Veranneman endorsed the court’s view that “there is no necessary link between access to the public at large to UBO data and that prevention effort.”
Following the EU court ruling the Luxembourg Ministry of Justice decided to shut down access to the registry. This move led to outrage from organisations representing civil society and journalists. It has been pointed out that Luxembourg’s UBO register has been used to promote Luxembourg’s desire to show that it has turned a corner on past unsavoury financial practices.
Reverting to 2015 seen as one option
Allen & Overy’s Schleimer said he believes one possible next step will be to return to the 2015 version of the directive. This still required companies to report their ultimate beneficial owners to the registers. The registers then were not open for the general public, although NGO’s and journalists meeting certain requirements would have access to the data.
“The problem is, of course, that currently, certainly on the European level, there are no harmonised rules of how that should happen, actually,” said Schleimer. “And I think that definitely this calls for clear action from the European Commission, more or less on a harmonised approach.”
Asked how the EU authorities could have gotten their 2018 directive so wrong, Schleimer mentioned that there had been “huge political pressure to come up with a perfectly open solution.”
Justice ministry seeking solution
Speaking at Luxembourg’s Parliamentary Committee on Justice following the EU court ruling, justice minister Sam Tanson told MEPs that the grand duchy is “working on a technical and legal solution to quickly guarantee access to the register”.

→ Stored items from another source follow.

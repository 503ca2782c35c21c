// POSIX shared memory block exchanged between the control process and one device worker
//
// The block is an array of f64 slots stored as AtomicU64 bit patterns. There is
// no lock: every slot range has exactly one writer for the life of the block,
// and readers only take whole-block copies. A copy may interleave old and new
// values across two owners' ranges, never within one `write_range` call's
// slots as seen after that call returns.
//
// By convention the last slot is the error flag (1.0 = fault / not ready).

use std::ffi::CString;
use std::io;
use std::ops::Range;
use std::ptr::NonNull;
use std::sync::atomic::{AtomicU32, AtomicU64, Ordering};

use tracing::{debug, warn};

const SLOT_SIZE: usize = std::mem::size_of::<AtomicU64>();

/// Error flag values
pub const FLAG_OK: f64 = 0.0;
pub const FLAG_FAULT: f64 = 1.0;

static NEXT_ID: AtomicU32 = AtomicU32::new(0);

#[derive(Debug, thiserror::Error)]
pub enum ShmError {
    #[error("Invalid shared memory name {0:?}")]
    InvalidName(String),

    #[error("Shared memory block needs at least one slot for the error flag")]
    Empty,

    #[error("Failed to create shared memory {name}: {source}")]
    Create { name: String, source: io::Error },

    #[error("Failed to attach shared memory {name}: {source}")]
    Attach { name: String, source: io::Error },

    #[error("Failed to size shared memory {name}: {source}")]
    Resize { name: String, source: io::Error },

    #[error("Failed to map shared memory {name}: {source}")]
    Map { name: String, source: io::Error },

    #[error("Shared memory {name} holds {actual} bytes, need {expected}")]
    TooSmall {
        name: String,
        expected: usize,
        actual: usize,
    },

    #[error("Slot range {range:?} is outside a {len}-slot block")]
    OutOfBounds { range: Range<usize>, len: usize },

    #[error("Slot range {range:?} needs {expected} values, got {actual}")]
    LengthMismatch {
        range: Range<usize>,
        expected: usize,
        actual: usize,
    },
}

pub type Result<T> = std::result::Result<T, ShmError>;

/// A mapped shared state block
///
/// The creating side owns the name and unlinks it on [`destroy`](Self::destroy)
/// or drop. The attaching side only unmaps.
pub struct SharedStateChannel {
    name: String,
    ptr: NonNull<AtomicU64>,
    len: usize,
    owner: bool,
    unlinked: bool,
}

impl std::fmt::Debug for SharedStateChannel {
    fn fmt(&self, f: &mut std::fmt::Formatter<'_>) -> std::fmt::Result {
        f.debug_struct("SharedStateChannel")
            .field("name", &self.name)
            .field("len", &self.len)
            .field("owner", &self.owner)
            .finish()
    }
}

// SAFETY: the mapping is only accessed through atomics and lives until drop
unsafe impl Send for SharedStateChannel {}
unsafe impl Sync for SharedStateChannel {}

impl SharedStateChannel {
    /// Create a fresh zeroed block of `len` slots with the error flag raised
    pub fn create(prefix: &str, len: usize) -> Result<Self> {
        if len == 0 {
            return Err(ShmError::Empty);
        }

        let name = format!(
            "/car-{}-{}-{}",
            prefix,
            std::process::id(),
            NEXT_ID.fetch_add(1, Ordering::Relaxed)
        );
        let cname = c_name(&name)?;

        let fd = unsafe {
            libc::shm_open(
                cname.as_ptr(),
                libc::O_CREAT | libc::O_EXCL | libc::O_RDWR,
                0o600 as libc::c_uint,
            )
        };
        if fd < 0 {
            return Err(ShmError::Create {
                name,
                source: io::Error::last_os_error(),
            });
        }

        let bytes = len * SLOT_SIZE;
        // ftruncate zero-fills the new object
        if unsafe { libc::ftruncate(fd, bytes as libc::off_t) } != 0 {
            let source = io::Error::last_os_error();
            unsafe {
                libc::close(fd);
                libc::shm_unlink(cname.as_ptr());
            }
            return Err(ShmError::Resize { name, source });
        }

        let mapped = map(fd, bytes);
        unsafe { libc::close(fd) };
        let ptr = match mapped {
            Ok(ptr) => ptr,
            Err(source) => {
                unsafe { libc::shm_unlink(cname.as_ptr()) };
                return Err(ShmError::Map { name, source });
            }
        };

        let channel = Self {
            name,
            ptr,
            len,
            owner: true,
            unlinked: false,
        };
        channel.slots()[len - 1].store(FLAG_FAULT.to_bits(), Ordering::Release);
        debug!("Created shared state {} ({} slots)", channel.name, len);
        Ok(channel)
    }

    /// Map an existing block created by another process
    pub fn attach(name: &str, len: usize) -> Result<Self> {
        if len == 0 {
            return Err(ShmError::Empty);
        }
        let cname = c_name(name)?;

        let fd = unsafe { libc::shm_open(cname.as_ptr(), libc::O_RDWR, 0 as libc::c_uint) };
        if fd < 0 {
            return Err(ShmError::Attach {
                name: name.to_string(),
                source: io::Error::last_os_error(),
            });
        }

        let bytes = len * SLOT_SIZE;
        let mut stat: libc::stat = unsafe { std::mem::zeroed() };
        if unsafe { libc::fstat(fd, &mut stat) } != 0 {
            let source = io::Error::last_os_error();
            unsafe { libc::close(fd) };
            return Err(ShmError::Attach {
                name: name.to_string(),
                source,
            });
        }
        let actual = stat.st_size as usize;
        if actual < bytes {
            unsafe { libc::close(fd) };
            return Err(ShmError::TooSmall {
                name: name.to_string(),
                expected: bytes,
                actual,
            });
        }

        let mapped = map(fd, bytes);
        unsafe { libc::close(fd) };
        let ptr = mapped.map_err(|source| ShmError::Map {
            name: name.to_string(),
            source,
        })?;

        Ok(Self {
            name: name.to_string(),
            ptr,
            len,
            owner: false,
            unlinked: false,
        })
    }

    /// The handle passed to the attaching process
    pub fn name(&self) -> &str {
        &self.name
    }

    /// Number of slots
    pub fn len(&self) -> usize {
        self.len
    }

    pub fn is_empty(&self) -> bool {
        self.len == 0
    }

    fn slots(&self) -> &[AtomicU64] {
        // SAFETY: ptr maps len slots for as long as self is alive
        unsafe { std::slice::from_raw_parts(self.ptr.as_ptr(), self.len) }
    }

    /// Copy of the whole block
    pub fn read_snapshot(&self) -> Vec<f64> {
        self.slots()
            .iter()
            .map(|slot| f64::from_bits(slot.load(Ordering::Acquire)))
            .collect()
    }

    /// Read one slot
    pub fn read(&self, index: usize) -> Option<f64> {
        self.slots()
            .get(index)
            .map(|slot| f64::from_bits(slot.load(Ordering::Acquire)))
    }

    /// Overwrite a caller-owned slot range in one call
    pub fn write_range(&self, range: Range<usize>, values: &[f64]) -> Result<()> {
        if range.start > range.end || range.end > self.len {
            return Err(ShmError::OutOfBounds {
                range,
                len: self.len,
            });
        }
        if values.len() != range.len() {
            return Err(ShmError::LengthMismatch {
                expected: range.len(),
                actual: values.len(),
                range,
            });
        }

        for (slot, value) in self.slots()[range].iter().zip(values) {
            slot.store(value.to_bits(), Ordering::Release);
        }
        Ok(())
    }

    /// Overwrite a single caller-owned slot
    pub fn write(&self, index: usize, value: f64) -> Result<()> {
        self.write_range(index..index + 1, &[value])
    }

    /// Set the trailing error flag
    pub fn set_error(&self, faulted: bool) {
        let flag = if faulted { FLAG_FAULT } else { FLAG_OK };
        self.slots()[self.len - 1].store(flag.to_bits(), Ordering::Release);
    }

    /// Remove the name so no new process can attach. Safe to call repeatedly,
    /// and a name already removed elsewhere is not an error.
    ///
    /// The mapping itself is released when the handle drops.
    pub fn destroy(&mut self) {
        if self.unlinked {
            return;
        }
        self.unlinked = true;
        if let Err(e) = unlink(&self.name) {
            warn!("Failed to unlink shared state {}: {}", self.name, e);
        }
    }
}

impl Drop for SharedStateChannel {
    fn drop(&mut self) {
        if self.owner {
            self.destroy();
        }
        // SAFETY: ptr/len came from a successful mmap of this size
        unsafe {
            libc::munmap(self.ptr.as_ptr().cast(), self.len * SLOT_SIZE);
        }
    }
}

/// Unlink a block by name. A missing name counts as success.
pub fn unlink(name: &str) -> io::Result<()> {
    let cname = CString::new(name).map_err(|e| io::Error::new(io::ErrorKind::InvalidInput, e))?;
    if unsafe { libc::shm_unlink(cname.as_ptr()) } != 0 {
        let err = io::Error::last_os_error();
        if err.raw_os_error() != Some(libc::ENOENT) {
            return Err(err);
        }
        debug!("Shared state {} already unlinked", name);
    }
    Ok(())
}

fn c_name(name: &str) -> Result<CString> {
    if !name.starts_with('/') || name[1..].contains('/') {
        return Err(ShmError::InvalidName(name.to_string()));
    }
    CString::new(name).map_err(|_| ShmError::InvalidName(name.to_string()))
}

fn map(fd: libc::c_int, bytes: usize) -> io::Result<NonNull<AtomicU64>> {
    let addr = unsafe {
        libc::mmap(
            std::ptr::null_mut(),
            bytes,
            libc::PROT_READ | libc::PROT_WRITE,
            libc::MAP_SHARED,
            fd,
            0,
        )
    };
    if addr == libc::MAP_FAILED {
        return Err(io::Error::last_os_error());
    }
    NonNull::new(addr.cast::<AtomicU64>()).ok_or_else(|| io::Error::other("mmap returned null"))
}
// Fire-and-forget telemetry datagrams

use std::net::SocketAddr;

use tokio::net::{lookup_host, UdpSocket};
use tracing::debug;

use crate::messages::{to_datagram, Envelope, Telemetry};

pub struct TelemetryClient {
    socket: UdpSocket,
    peer: SocketAddr,
}

impl TelemetryClient {
    pub async fn connect(peer: &str) -> std::io::Result<Self> {
        let peer = lookup_host(peer).await?.next().ok_or_else(|| {
            std::io::Error::new(
                std::io::ErrorKind::InvalidInput,
                format!("no address for telemetry peer {peer}"),
            )
        })?;
        let bind = if peer.is_ipv4() { "0.0.0.0:0" } else { "[::]:0" };
        let socket = UdpSocket::bind(bind).await?;
        Ok(Self { socket, peer })
    }

    pub fn peer(&self) -> SocketAddr {
        self.peer
    }

    /// Send one packet; failures are logged and dropped
    pub async fn send(&self, packet: Telemetry) {
        let bytes = match to_datagram(&Envelope::Telemetry(packet)) {
            Ok(bytes) => bytes,
            Err(e) => {
                debug!("Failed to encode telemetry: {}", e);
                return;
            }
        };
        if let Err(e) = self.socket.send_to(&bytes, self.peer).await {
            debug!("Failed to send telemetry to {}: {}", self.peer, e);
        }
    }
}
// Receives operator commands and keeps only the latest one

use std::net::SocketAddr;
use std::sync::Arc;
use std::sync::atomic::{AtomicU64, Ordering};
use std::time::Instant;

use tokio::net::UdpSocket;
use tokio::sync::watch;
use tokio::task::JoinHandle;
use tracing::{debug, info};

use crate::messages::{from_datagram, Cmd, Envelope};

const MAX_DATAGRAM: usize = 4096;

/// Latest accepted command plus when it arrived
#[derive(Debug, Clone, PartialEq)]
pub struct CmdSnapshot {
    pub seq: u64,
    pub t: f64,
    pub vx: f64,
    pub wz: f64,
    pub mode: String,
    /// None until the first command arrives
    pub rx_time: Option<Instant>,
}

impl Default for CmdSnapshot {
    fn default() -> Self {
        Self {
            seq: 0,
            t: 0.0,
            vx: 0.0,
            wz: 0.0,
            mode: "idle".to_string(),
            rx_time: None,
        }
    }
}

impl CmdSnapshot {
    fn received(cmd: Cmd, at: Instant) -> Self {
        Self {
            seq: cmd.seq,
            t: cmd.t,
            vx: cmd.vx,
            wz: cmd.wz,
            mode: cmd.mode,
            rx_time: Some(at),
        }
    }
}

#[derive(Default)]
struct Counters {
    rx: AtomicU64,
    parse_err: AtomicU64,
}

pub struct CmdServer {
    latest: watch::Receiver<CmdSnapshot>,
    counters: Arc<Counters>,
    local_addr: SocketAddr,
    task: JoinHandle<()>,
}

impl CmdServer {
    /// Bind `listen` and start receiving in a background task
    pub async fn bind(car_id: &str, listen: &str) -> std::io::Result<Self> {
        let socket = UdpSocket::bind(listen).await?;
        let local_addr = socket.local_addr()?;
        let (tx, latest) = watch::channel(CmdSnapshot::default());
        let counters = Arc::new(Counters::default());

        info!("Command server listening on {}", local_addr);
        let task = tokio::spawn(serve(socket, car_id.to_string(), tx, Arc::clone(&counters)));

        Ok(Self {
            latest,
            counters,
            local_addr,
            task,
        })
    }

    pub fn latest(&self) -> CmdSnapshot {
        self.latest.borrow().clone()
    }

    pub fn rx_count(&self) -> u64 {
        self.counters.rx.load(Ordering::Relaxed)
    }

    pub fn parse_err(&self) -> u64 {
        self.counters.parse_err.load(Ordering::Relaxed)
    }

    pub fn local_addr(&self) -> SocketAddr {
        self.local_addr
    }

    pub fn stop(self) {
        self.task.abort();
    }
}

async fn serve(
    socket: UdpSocket,
    car_id: String,
    tx: watch::Sender<CmdSnapshot>,
    counters: Arc<Counters>,
) {
    let mut buf = [0u8; MAX_DATAGRAM];
    loop {
        let (n, from) = match socket.recv_from(&mut buf).await {
            Ok(received) => received,
            Err(e) => {
                debug!("Command socket error: {}", e);
                continue;
            }
        };

        match from_datagram(&buf[..n]) {
            Ok(Envelope::Cmd(cmd)) if cmd.is_for(&car_id) => {
                tx.send_replace(CmdSnapshot::received(cmd, Instant::now()));
                counters.rx.fetch_add(1, Ordering::Relaxed);
            }
            Ok(_) => {}
            Err(e) => {
                debug!("Bad command datagram from {}: {}", from, e);
                counters.parse_err.fetch_add(1, Ordering::Relaxed);
            }
        }
    }
}

#[cfg(test)]
mod tests {
    use super::*;
    use std::time::Duration;

    async fn send(to: SocketAddr, payload: &[u8]) {
        let sock = UdpSocket::bind("127.0.0.1:0").await.unwrap();
        sock.send_to(payload, to).await.unwrap();
    }

    async fn wait_for<F: Fn(&CmdServer) -> bool>(server: &CmdServer, check: F) {
        for _ in 0..100 {
            if check(server) {
                return;
            }
            tokio::time::sleep(Duration::from_millis(10)).await;
        }
        panic!("condition not reached");
    }

    #[tokio::test]
    async fn test_accepts_command_for_this_car() {
        let server = CmdServer::bind("car_1", "127.0.0.1:0").await.unwrap();
        assert_eq!(server.latest().rx_time, None);

        send(
            server.local_addr(),
            br#"{"type":"cmd","car_id":"car_1","seq":4,"vx":0.2,"wz":-0.1,"mode":"manual"}"#,
        )
        .await;
        wait_for(&server, |s| s.rx_count() == 1).await;

        let latest = server.latest();
        assert_eq!(latest.seq, 4);
        assert_eq!(latest.vx, 0.2);
        assert_eq!(latest.mode, "manual");
        assert!(latest.rx_time.is_some());
        server.stop();
    }

    #[tokio::test]
    async fn test_counts_parse_errors_and_ignores_others() {
        let server = CmdServer::bind("car_1", "127.0.0.1:0").await.unwrap();
        let addr = server.local_addr();

        send(addr, b"{{{").await;
        send(addr, br#"{"type":"cmd","car_id":"car_9","vx":1.0}"#).await;
        send(addr, br#"{"type":"hello"}"#).await;
        send(addr, br#"{"type":"cmd","seq":2}"#).await;
        wait_for(&server, |s| s.rx_count() == 1).await;

        assert_eq!(server.parse_err(), 1);
        assert_eq!(server.latest().seq, 2);
        server.stop();
    }

    #[tokio::test]
    async fn test_float_seq_accepted_and_untyped_ignored() {
        let server = CmdServer::bind("car_1", "127.0.0.1:0").await.unwrap();
        let addr = server.local_addr();

        send(addr, br#"{"vx":0.2}"#).await;
        send(addr, br#"{"type":"cmd","seq":3.0,"vx":0.2}"#).await;
        wait_for(&server, |s| s.rx_count() == 1).await;

        assert_eq!(server.parse_err(), 0);
        let latest = server.latest();
        assert_eq!(latest.seq, 3);
        assert_eq!(latest.vx, 0.2);
        server.stop();
    }
}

That access would be professionals referred to in a 2004 Luxembourg law on the fight against money laundering and terrorist financing, “as well as for press and civil society organisations with a link to the prevention and fight against money laundering and terrorist financing and which have a legitimate interest in accessing information on beneficial owners.”
Luxembourg’s justice ministry also plans to reach out to the European Commission “to discuss the consequences of the ruling and to see whether solutions are being considered at European level.”